In anni recenti, il mobbing ha trovato, tuttavia, altri ambiti applicativi, si è tentato, ad esempio, di introdurre la figura del mobbing come illecito civile anche nella vita familiare, allo stato con esito non positivo - Cass. sez. 1, 19 giugno 2014 n. 13983 -, ampiamente controbilanciato peraltro dalla fattispecie penale parimenti "plurima" di cui all'art. 572 c.p.; invero la figura dell'illecito composto necessariamente da una pluralità di condotte che si protraggono nel tempo sussiste pure nel settore penale, dove è recentemente stata incrementata dalla fattispecie di cui all'art. 612 bis c.p.ad esempio nell'ambito familiare.
Con una recente pronuncia, la S.C. si è occupata di una peculiare vicenda, cassando la sentenza del giudice dell'appello che aveva dichiarato inammissibile la relativa domanda di risarcimento ex art. 2043 c.c., caratterizzata dal fatto che, nell'ambito di un contratto di locazione cessato, l'ex conduttore lamentava di essere stato vittima di una serie di iniziative giudiziali infondate da parte del proprietario tese ad indurlo ad abbandonare l'immobile stesso.
La Corte d'Appello di Roma aveva dichiarato l'inammissibilità della domanda ritenendo che la tutela del conduttore avrebbe dovuto essere somministrata nell'ambito dei singoli procedimentyi giurisdizionali infondati intentati dal proprietario ove la parte attrice avrebbe potuto essere condannata per lite temeraria.
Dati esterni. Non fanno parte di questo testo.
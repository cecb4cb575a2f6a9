//! HTTP surface
//!
//! Thin REST layer over the tree and file services:
//!
//! - `folder_endpoints`: listing, folder creation, uploads, rename,
//!   delete and bulk move
//! - `file_endpoints`: range-capable downloads, rename, delete and merge
//!
//! When credentials are configured every route requires HTTP basic auth.

use axum::Router;
use chanfs_core::{FileService, Node, NodeState, TreeService};
use chrono::{DateTime, Utc};
use serde::Serialize;
use tower_http::trace::TraceLayer;
use tower_http::validate_request::ValidateRequestHeaderLayer;

mod file_endpoints;
mod folder_endpoints;
mod http_error;

pub use http_error::HttpError;

/// Application state shared across all endpoints
#[derive(Clone)]
pub struct AppState {
    pub tree: TreeService,
    pub files: FileService,

    /// Basic auth user and password; open access when `None`
    pub auth: Option<(String, String)>,
}

/// Node as returned by listings and mutations
///
/// Inline content and part manifests stay server-side.
#[derive(Debug, Clone, Serialize)]
#[serde(rename_all = "camelCase")]
pub struct NodeSummary {
    pub id: String,
    pub filename: String,
    #[serde(rename = "type")]
    pub node_type: String,
    pub parent_id: Option<String>,
    pub state: NodeState,
    pub channel: Option<String>,
    pub size: u64,
    pub created_at: DateTime<Utc>,
    pub modified_at: DateTime<Utc>,
}

impl From<&Node> for NodeSummary {
    fn from(node: &Node) -> Self {
        Self {
            id: node.id.clone(),
            filename: node.filename.clone(),
            node_type: node.type_name().to_string(),
            parent_id: node.parent_id.clone(),
            state: node.state,
            channel: node.channel.clone(),
            size: node.size(),
            created_at: node.created_at,
            modified_at: node.modified_at,
        }
    }
}

pub fn create_router(state: AppState) -> Router {
    let router = Router::new()
        .merge(folder_endpoints::routes(state.clone()))
        .merge(file_endpoints::routes(state.clone()));

    let router = match &state.auth {
        #[allow(deprecated)]
        Some((user, pass)) => router.layer(ValidateRequestHeaderLayer::basic(user, pass)),
        None => router,
    };
    router.layer(TraceLayer::new_for_http())
}

/// Serve `state` on `host:port` until the process stops
pub async fn start_server(state: AppState, host: &str, port: u16) -> anyhow::Result<()> {
    let app = create_router(state);

    let addr = format!("{}:{}", host, port);
    let listener = tokio::net::TcpListener::bind(&addr).await?;
    tracing::info!("HTTP server listening on http://{}", addr);

    axum::serve(listener, app).await?;

    Ok(())
}
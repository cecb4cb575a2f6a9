//! In-Memory Metadata Store
//!
//! `MemoryStore` keeps the whole tree in a `HashMap` behind a tokio `RwLock`.
//! It is the default backend for tests, for the CLI when no database is
//! configured, and for ephemeral servers.
//!
//! Commits validate the full batch against a scratch copy before swapping it
//! in, so a failing batch leaves the store untouched.

use crate::db::error::StoreError;
use crate::db::events::{ChangeOperation, StoreChange};
use crate::db::metadata_store::{
    ancestors_in, children_in, descendants_in, sort_listing, DescendantEntry, MetadataStore,
    Mutation, NodeFilter, SavedSession,
};
use crate::models::{Node, NodeState};
use anyhow::Result;
use async_trait::async_trait;
use std::collections::HashMap;
use tokio::sync::{broadcast, RwLock};

const CHANGE_CHANNEL_CAPACITY: usize = 1024;

pub struct MemoryStore {
    nodes: RwLock<HashMap<String, Node>>,
    sessions: RwLock<HashMap<String, SavedSession>>,
    events: broadcast::Sender<StoreChange>,
}

impl Default for MemoryStore {
    fn default() -> Self {
        Self::new()
    }
}

impl MemoryStore {
    pub fn new() -> Self {
        let (events, _) = broadcast::channel(CHANGE_CHANNEL_CAPACITY);
        Self {
            nodes: RwLock::new(HashMap::new()),
            sessions: RwLock::new(HashMap::new()),
            events,
        }
    }

    fn apply(
        nodes: &mut HashMap<String, Node>,
        mutation: Mutation,
    ) -> Result<StoreChange, StoreError> {
        match mutation {
            Mutation::Insert(node) => {
                node.validate()
                    .map_err(|e| StoreError::invalid_node(&node.id, e.to_string()))?;
                if nodes.contains_key(&node.id) {
                    return Err(StoreError::duplicate_id(&node.id));
                }
                nodes.insert(node.id.clone(), node.clone());
                Ok(StoreChange::new(ChangeOperation::Insert, node))
            }
            Mutation::Update(node) => {
                node.validate()
                    .map_err(|e| StoreError::invalid_node(&node.id, e.to_string()))?;
                let slot = nodes
                    .get_mut(&node.id)
                    .ok_or_else(|| StoreError::missing_node(&node.id))?;
                *slot = node.clone();
                Ok(StoreChange::new(ChangeOperation::Update, node))
            }
            Mutation::Delete { id } => {
                if id == crate::models::ROOT_ID {
                    return Err(StoreError::RootImmutable);
                }
                let removed = nodes.remove(&id).ok_or_else(|| StoreError::missing_node(&id))?;
                Ok(StoreChange::new(ChangeOperation::Delete, removed))
            }
        }
    }
}

#[async_trait]
impl MetadataStore for MemoryStore {
    async fn get_node(&self, id: &str) -> Result<Option<Node>> {
        Ok(self.nodes.read().await.get(id).cloned())
    }

    async fn get_children(&self, parent_id: &str, filter: &NodeFilter) -> Result<Vec<Node>> {
        let nodes = self.nodes.read().await;
        Ok(children_in(&nodes, parent_id, filter))
    }

    async fn get_ancestors(&self, id: &str) -> Result<Vec<Node>> {
        ancestors_in(&*self.nodes.read().await, id)
    }

    async fn list_descendants(
        &self,
        parent_id: &str,
        filter: &NodeFilter,
    ) -> Result<Vec<DescendantEntry>> {
        descendants_in(&*self.nodes.read().await, parent_id, filter)
    }

    async fn find_files_by_message(&self, channel: &str, message_id: i64) -> Result<Vec<Node>> {
        let nodes = self.nodes.read().await;
        let mut found: Vec<Node> = nodes
            .values()
            .filter(|n| n.state != NodeState::Temp && n.channel.as_deref() == Some(channel))
            .filter(|n| {
                n.file()
                    .is_some_and(|f| f.parts.iter().any(|p| p.messageid == message_id))
            })
            .cloned()
            .collect();
        sort_listing(&mut found);
        Ok(found)
    }

    async fn find_folders_by_channel(&self, channel: &str) -> Result<Vec<Node>> {
        let nodes = self.nodes.read().await;
        let mut found: Vec<Node> = nodes
            .values()
            .filter(|n| n.is_folder() && n.channel.as_deref() == Some(channel))
            .cloned()
            .collect();
        sort_listing(&mut found);
        Ok(found)
    }

    async fn commit(&self, mutations: Vec<Mutation>) -> Result<()> {
        if mutations.is_empty() {
            return Ok(());
        }

        let changes = {
            let mut nodes = self.nodes.write().await;
            let mut scratch = nodes.clone();
            let mut changes = Vec::with_capacity(mutations.len());
            for mutation in mutations {
                changes.push(Self::apply(&mut scratch, mutation)?);
            }
            *nodes = scratch;
            changes
        };

        tracing::debug!("Committed {} mutation(s)", changes.len());
        for change in changes {
            // No subscribers is fine
            let _ = self.events.send(change);
        }
        Ok(())
    }

    fn subscribe(&self) -> broadcast::Receiver<StoreChange> {
        self.events.subscribe()
    }

    async fn get_session(&self, account: &str) -> Result<Option<SavedSession>> {
        Ok(self.sessions.read().await.get(account).cloned())
    }

    async fn save_session(&self, session: SavedSession) -> Result<()> {
        self.sessions
            .write()
            .await
            .insert(session.account.clone(), session);
        Ok(())
    }
}
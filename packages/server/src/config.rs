//! Application configuration
//!
//! The YAML file describes the provider accounts, the upload policy, the
//! metadata database and the HTTP listener:
//!
//! ```yaml
//! telegram:
//!   users:
//!     - name: alice
//!   bot_token: "123:abc"
//!   notify_channel: alerts
//!   channels: [media]
//!   upload:
//!     min_size: 0
//!     channel: storage
//! db: rocksdb://./data/chanfs.db
//! logger: info
//! http:
//!   host: 127.0.0.1
//!   port: 8080
//! webdav:
//!   enabled: false
//!   port: 1900
//! ```
//!
//! The `DB` environment variable overrides `db`; command line flags override
//! the HTTP and logger values.

use anyhow::{Context, Result};
use chanfs_core::{FsConfig, TransportConfig, UploadConfig, UPLOAD_CHUNK};
use serde::{Deserialize, Serialize};
use std::path::{Path, PathBuf};

/// Environment variable overriding the `db` entry
pub const DB_ENV: &str = "DB";

/// `db` value selecting the in-memory store
pub const MEMORY_DB: &str = "memory";

#[derive(Debug, Clone, PartialEq, Eq, Serialize, Deserialize)]
pub struct UserAccount {
    pub name: String,

    /// Opaque provider session, persisted with the saved sessions
    #[serde(default)]
    pub session: String,
}

#[derive(Debug, Clone, PartialEq, Eq, Serialize, Deserialize)]
#[serde(default)]
pub struct UploadSection {
    pub min_size: u64,
    pub channel: String,
}

impl Default for UploadSection {
    fn default() -> Self {
        Self {
            min_size: 0,
            channel: "storage".to_string(),
        }
    }
}

#[derive(Debug, Clone, PartialEq, Eq, Serialize, Deserialize)]
#[serde(default)]
pub struct BatchSection {
    pub size: usize,
    pub pause_ms: u64,
}

impl Default for BatchSection {
    fn default() -> Self {
        let transport = TransportConfig::default();
        Self {
            size: transport.batch_size,
            pause_ms: transport.batch_pause_ms,
        }
    }
}

#[derive(Debug, Clone, Default, PartialEq, Eq, Serialize, Deserialize)]
#[serde(default)]
pub struct TelegramSection {
    pub users: Vec<UserAccount>,
    pub bot_token: Option<String>,

    /// Channel receiving failure notifications
    pub notify_channel: Option<String>,

    /// Additional provider channels folders may be assigned to
    pub channels: Vec<String>,

    /// Per-message part limit; provider default when unset
    pub max_upload_parts: Option<u32>,

    pub upload: UploadSection,
    pub batch: BatchSection,
}

#[derive(Debug, Clone, PartialEq, Eq, Serialize, Deserialize)]
#[serde(default)]
pub struct HttpSection {
    pub host: String,
    pub port: u16,
    pub user: Option<String>,
    pub pass: Option<String>,
}

impl Default for HttpSection {
    fn default() -> Self {
        Self {
            host: "127.0.0.1".to_string(),
            port: 8080,
            user: None,
            pass: None,
        }
    }
}

impl HttpSection {
    /// Basic auth credentials when both user and password are set
    pub fn credentials(&self) -> Option<(String, String)> {
        basic_credentials(&self.user, &self.pass)
    }
}

/// WebDAV listener, started next to the HTTP API when enabled
#[derive(Debug, Clone, PartialEq, Eq, Serialize, Deserialize)]
#[serde(default)]
pub struct WebdavSection {
    pub enabled: bool,
    pub host: String,
    pub port: u16,
    pub user: Option<String>,
    pub pass: Option<String>,
}

impl Default for WebdavSection {
    fn default() -> Self {
        Self {
            enabled: false,
            host: "127.0.0.1".to_string(),
            port: 1900,
            user: None,
            pass: None,
        }
    }
}

impl WebdavSection {
    pub fn credentials(&self) -> Option<(String, String)> {
        basic_credentials(&self.user, &self.pass)
    }
}

fn basic_credentials(user: &Option<String>, pass: &Option<String>) -> Option<(String, String)> {
    match (user, pass) {
        (Some(user), Some(pass)) if !user.is_empty() => Some((user.clone(), pass.clone())),
        _ => None,
    }
}

#[derive(Debug, Clone, PartialEq, Eq, Serialize, Deserialize)]
#[serde(default)]
pub struct AppConfig {
    pub telegram: TelegramSection,
    pub db: Option<String>,
    pub logger: String,
    pub data: Option<PathBuf>,
    pub http: HttpSection,
    pub webdav: WebdavSection,
}

impl Default for AppConfig {
    fn default() -> Self {
        Self {
            telegram: TelegramSection::default(),
            db: None,
            logger: "info".to_string(),
            data: None,
            http: HttpSection::default(),
            webdav: WebdavSection::default(),
        }
    }
}

impl AppConfig {
    /// Load and validate the YAML file at `path`, applying `DB` from the
    /// environment
    pub fn load(path: &Path) -> Result<Self> {
        let raw = std::fs::read_to_string(path)
            .with_context(|| format!("Failed to read config file {}", path.display()))?;
        let mut config = Self::from_yaml(&raw)
            .with_context(|| format!("Invalid config file {}", path.display()))?;
        if let Ok(db) = std::env::var(DB_ENV) {
            config.db = Some(db);
        }
        config.validate()?;
        Ok(config)
    }

    pub fn from_yaml(raw: &str) -> Result<Self> {
        Ok(serde_yaml::from_str(raw)?)
    }

    /// Default location: `<config dir>/chanfs/config.yaml`
    pub fn default_path() -> PathBuf {
        dirs::config_dir()
            .map(|dir| dir.join("chanfs"))
            .unwrap_or_else(|| PathBuf::from("."))
            .join("config.yaml")
    }

    /// Every provider channel the process talks to, upload channel first
    pub fn channels(&self) -> Vec<String> {
        let mut channels = vec![self.telegram.upload.channel.clone()];
        let extra = self
            .telegram
            .channels
            .iter()
            .chain(self.telegram.notify_channel.iter());
        for channel in extra {
            if !channels.contains(channel) {
                channels.push(channel.clone());
            }
        }
        channels
    }

    pub fn validate(&self) -> Result<()> {
        if self.telegram.users.is_empty() {
            anyhow::bail!("telegram.users must list at least one account");
        }
        self.fs_config()
            .validate()
            .context("Invalid upload settings")?;
        Ok(())
    }

    /// Core filesystem settings derived from the `telegram` section
    pub fn fs_config(&self) -> FsConfig {
        FsConfig {
            upload: UploadConfig {
                chunk_size: UPLOAD_CHUNK,
                min_size: self.telegram.upload.min_size,
                channel: self.telegram.upload.channel.clone(),
            },
            transport: TransportConfig {
                batch_size: self.telegram.batch.size,
                batch_pause_ms: self.telegram.batch.pause_ms,
            },
        }
    }

    /// Data folder: configured, else `<data dir>/chanfs`
    pub fn data_dir(&self) -> PathBuf {
        self.data.clone().unwrap_or_else(|| {
            dirs::data_dir()
                .map(|dir| dir.join("chanfs"))
                .unwrap_or_else(|| PathBuf::from("./data"))
        })
    }

    /// Metadata store endpoint
    ///
    /// Without an explicit `db`, a RocksDB file in the data folder when the
    /// SurrealDB backend is compiled in, the in-memory store otherwise.
    pub fn database_url(&self) -> String {
        if let Some(db) = self.db.as_deref().filter(|db| !db.trim().is_empty()) {
            return db.to_string();
        }
        if cfg!(feature = "surrealdb") {
            format!("rocksdb://{}", self.data_dir().join("chanfs.db").display())
        } else {
            MEMORY_DB.to_string()
        }
    }
}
La Suprema Corte ha, condivisibilmente, sul punto ritenuto la motivazione della Corte d'Appello eccentrica rispetto alla domanda formulata e affermando che le condotte lamentate dal ricorrente di cd. “mobbing immobiliare” possono considerarsi astrattamente foriere di danni risarcibili.
La sentenza in esame si pone nel solco delle recenti aperture giurisprudenziali in materia di tutela dell'individuo e di risarcimento del danno, configurando una nuova ipotesi di responsabilità risarcitoria da cosiddetto “mobbing immobiliare”, finora rimasta al di fuori dell'attenzione della dottrina e delle corti.
La questione prospettata presenta anche evidenti punti di contatto con la tematica dell'abuso del processo, tant'è che la Corte d'Appello di Roma respingeva la domanda ritenendo che il ricorrente avrebbe dovuto fare valere tali doglianze tramite lo strumento dell'art. 96 c.p.c. nell'ambito dei singoli procedimenti subiti.
Detta impostazione, come rileva la stessa Cassazione, si fonda, tuttavia, su un equivoco. Non vi è dubbio che le condotte lamentate dal ricorrente fossero riconducibili latu sensu all'abuso del processo, ma l'ipotesi di illecito non riguardava l'esperimento di singoli procedimenti, quanto piuttosto la complessiva condotta dei proprietari finalizzata a ottenere il rilascio dell'immobile.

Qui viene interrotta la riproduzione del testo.